11. The method of claim 10, wherein the prominent physical feature is the optic disc (or optic nerve head, ONH), a lesion, or a specific blood vessel pattern.

12. The method of claim 6, wherein the prominent physical feature is the optic nerve head, pupil, iris boundary or center of the eye.

13. The method of any of claims 1 to 12, further including: identifying a plurality of candidate anchor points in the reference image; searching for a match of the plurality of candidate anchor points in the select live image; designating as said reference-anchor point, the candidate anchor point best matched in the select live image.

14. The method of claim 13, wherein the best matched candidate anchor point is the candidate whose match in the select live image has the highest confidence.

15. The method of claim 13, wherein the best matched candidate anchor point is the candidate whose match is found most quickly.

16. The method of any of claims 13 to 15, further including: searching for matches of the plurality of candidate anchor points in a plurality of said live images; designating as said reference-anchor point, the candidate anchor point best matched in the plurality of select live images.

17. The method of claim 16, wherein the best matched candidate anchor point is the candidate anchor point for which a match is most often found in a series of consecutive select live images.

18. The method of claim 17, wherein the series is a predefined number of live images.

19. The method of any of claims 13 to 18, wherein the candidate anchor points are identified based on their prominence within the reference image.

20. The method of any of claims 13 to 19, wherein candidate anchor points not designated as said reference-anchor point are designated auxiliary points.

21. The method of claim 1, further including: defining a plurality of said reference-anchor points in the reference image; within the select live image: a) identifying a plurality of initial matching points that match the plurality of reference-anchor points, and transforming the live image to the reference image as a coarse registration based on the identified plurality of reference-anchor points; b) searching for a match of a select auxiliary point within a region based on the location of the select auxiliary point relative to the plurality of said reference- anchor points.
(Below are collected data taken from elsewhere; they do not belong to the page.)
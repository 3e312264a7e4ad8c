use crate::canonicalize::CanonicalizeError;
use crate::pattern::PatternError;
use thiserror::Error;

#[derive(Debug, Clone, Copy, PartialEq, Eq)]
pub enum ErrorKind {
    Syntax,
    RegexCompile,
    Canonicalization,
    InputShape,
}

#[derive(Debug, Error, Clone, PartialEq, Eq)]
pub enum UrlPatternError {
    #[error(transparent)]
    Pattern(#[from] PatternError),
    #[error(transparent)]
    Canonicalize(#[from] CanonicalizeError),
    #[error("generated regular expression '{regex_source}' failed to compile: {error}")]
    RegexCompile { regex_source: String, error: String },
    #[error("base URL must be given through the init's baseURL field, not alongside it")]
    BaseUrlWithInit,
    #[error("relative pattern '{pattern}' requires a protocol or a base URL")]
    MissingProtocolOrBase { pattern: String },
    #[error("base URL '{base_url}' could not be parsed")]
    InvalidBaseUrl { base_url: String },
}

impl UrlPatternError {
    pub fn kind(&self) -> ErrorKind {
        match self {
            Self::Pattern(PatternError::Encoding(_)) | Self::Canonicalize(_) => {
                ErrorKind::Canonicalization
            }
            Self::Pattern(_) => ErrorKind::Syntax,
            Self::RegexCompile { .. } => ErrorKind::RegexCompile,
            Self::BaseUrlWithInit
            | Self::MissingProtocolOrBase { .. }
            | Self::InvalidBaseUrl { .. } => ErrorKind::InputShape,
        }
    }
}

pub type UrlPatternResult<T> = Result<T, UrlPatternError>;
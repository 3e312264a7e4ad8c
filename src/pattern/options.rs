/// Per-component parsing options.
#[derive(Debug, Clone, Copy, PartialEq, Eq, Default)]
pub struct Options {
    /// Code point a segment wildcard stops at.
    pub delimiter_code_point: Option<char>,
    /// Code point that, placed right before a group, becomes the group's prefix.
    pub prefix_code_point: Option<char>,
    pub ignore_case: bool,
}

impl Options {
    pub const DEFAULT: Options = Options {
        delimiter_code_point: None,
        prefix_code_point: None,
        ignore_case: false,
    };

    pub const HOSTNAME: Options = Options {
        delimiter_code_point: Some('.'),
        prefix_code_point: None,
        ignore_case: false,
    };

    pub const PATHNAME: Options = Options {
        delimiter_code_point: Some('/'),
        prefix_code_point: Some('/'),
        ignore_case: false,
    };

    pub fn with_ignore_case(mut self, value: bool) -> Self {
        self.ignore_case = value;
        self
    }

    pub(crate) fn prefix_string(&self) -> String {
        self.prefix_code_point
            .map(String::from)
            .unwrap_or_default()
    }
}
mod compiled;

pub use compiled::{CaptureList, CompiledRegex, RegexFlags};

use crate::canonicalize::SPECIAL_SCHEMES;
use crate::errors::{UrlPatternError, UrlPatternResult};
use crate::pattern::{
    EncodingCallback, Options, PartType, RegexAndNameList, generate_pattern_string,
    generate_regex_and_name_list, parse_pattern_string,
};

/// The compiled matcher for one URL field. Immutable once compiled.
#[derive(Debug, Clone, Default, PartialEq, Eq)]
pub struct Component {
    pattern_string: String,
    regular_expression: Option<CompiledRegex>,
    group_name_list: Vec<String>,
    has_regexp_groups: bool,
}

impl Component {
    #[tracing::instrument(level = "trace", skip_all, fields(pattern = %input))]
    pub fn compile(
        input: &str,
        encoding_callback: EncodingCallback<'_>,
        options: &Options,
    ) -> UrlPatternResult<Self> {
        let parts = parse_pattern_string(input, options, encoding_callback)?;

        let RegexAndNameList {
            regex_source,
            name_list,
        } = generate_regex_and_name_list(&parts, options);

        let mut flags = RegexFlags::UNICODE;
        if options.ignore_case {
            flags |= RegexFlags::IGNORE_CASE;
        }

        let regular_expression = CompiledRegex::compile(&regex_source, flags).map_err(|err| {
            UrlPatternError::RegexCompile {
                regex_source: regex_source.clone(),
                error: err.to_string(),
            }
        })?;

        let pattern_string = generate_pattern_string(&parts, options);
        let has_regexp_groups = parts.iter().any(|p| p.kind == PartType::Regexp);

        tracing::debug!(
            regex = %regex_source,
            groups = name_list.len() as u64,
            "component compiled"
        );

        Ok(Self {
            pattern_string,
            regular_expression: Some(regular_expression),
            group_name_list: name_list,
            has_regexp_groups,
        })
    }

    pub fn pattern_string(&self) -> &str {
        &self.pattern_string
    }

    pub fn regular_expression(&self) -> Option<&CompiledRegex> {
        self.regular_expression.as_ref()
    }

    pub fn group_name_list(&self) -> &[String] {
        &self.group_name_list
    }

    pub fn has_regexp_groups(&self) -> bool {
        self.has_regexp_groups
    }

    /// `None` when the input does not match, or the component was never compiled.
    pub fn captures(&self, input: &str) -> Option<CaptureList> {
        self.regular_expression.as_ref()?.captures(input)
    }

    pub fn matches_special_scheme(&self) -> bool {
        let Some(regex) = &self.regular_expression else {
            return false;
        };

        SPECIAL_SCHEMES.iter().any(|scheme| regex.is_match(scheme))
    }
}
22. The method of claim 1, further including: using an OCT system to define an OCT acquisition field-of-view (FOV) on the eye; wherein: the reference-anchor point is defined within a tracking FOV moveable within the reference image; the tracking FOV is moved about the reference image to a position determining to be optimal for image tracking while also at least partially overlapping the OCT FOV.

23. The method of claim 22, wherein the optimal position is based on tracking algorithm outputs including one or more of a tracking error, landmark distribution, and number of landmarks.

24. An eye tracking method, comprising: capturing multiple images of the retina of an eye, including a reference image and one or more live images; identifying a prominent physical feature in the reference image; defining a reference-anchor template based on the prominent physical feature; defining one or more auxiliary templates based on other physical features in the reference image; storing the locations of the auxiliary templates relative to the reference-anchor template; within each live image: a) identifying an initial matching region that matches the reference-anchor template, the initial matching region defining a corresponding live-anchor template whose position is matched to the position of the reference-anchor template; b) searching for a match of the one or more auxiliary templates, each found match defining another corresponding template in the live image, wherein the search for each auxiliary template is limited to a bound region whose location relative to the live-anchor template is based on the stored location of the auxiliary template relative to the reference-anchor template; and correcting for a tracking error between the reference image and a select live image based on two or more corresponding templates of the reference image and the select live image.

25. The method of claim 24, wherein the prominent physical feature in the reference image and in each live image is identified by use of a neural network.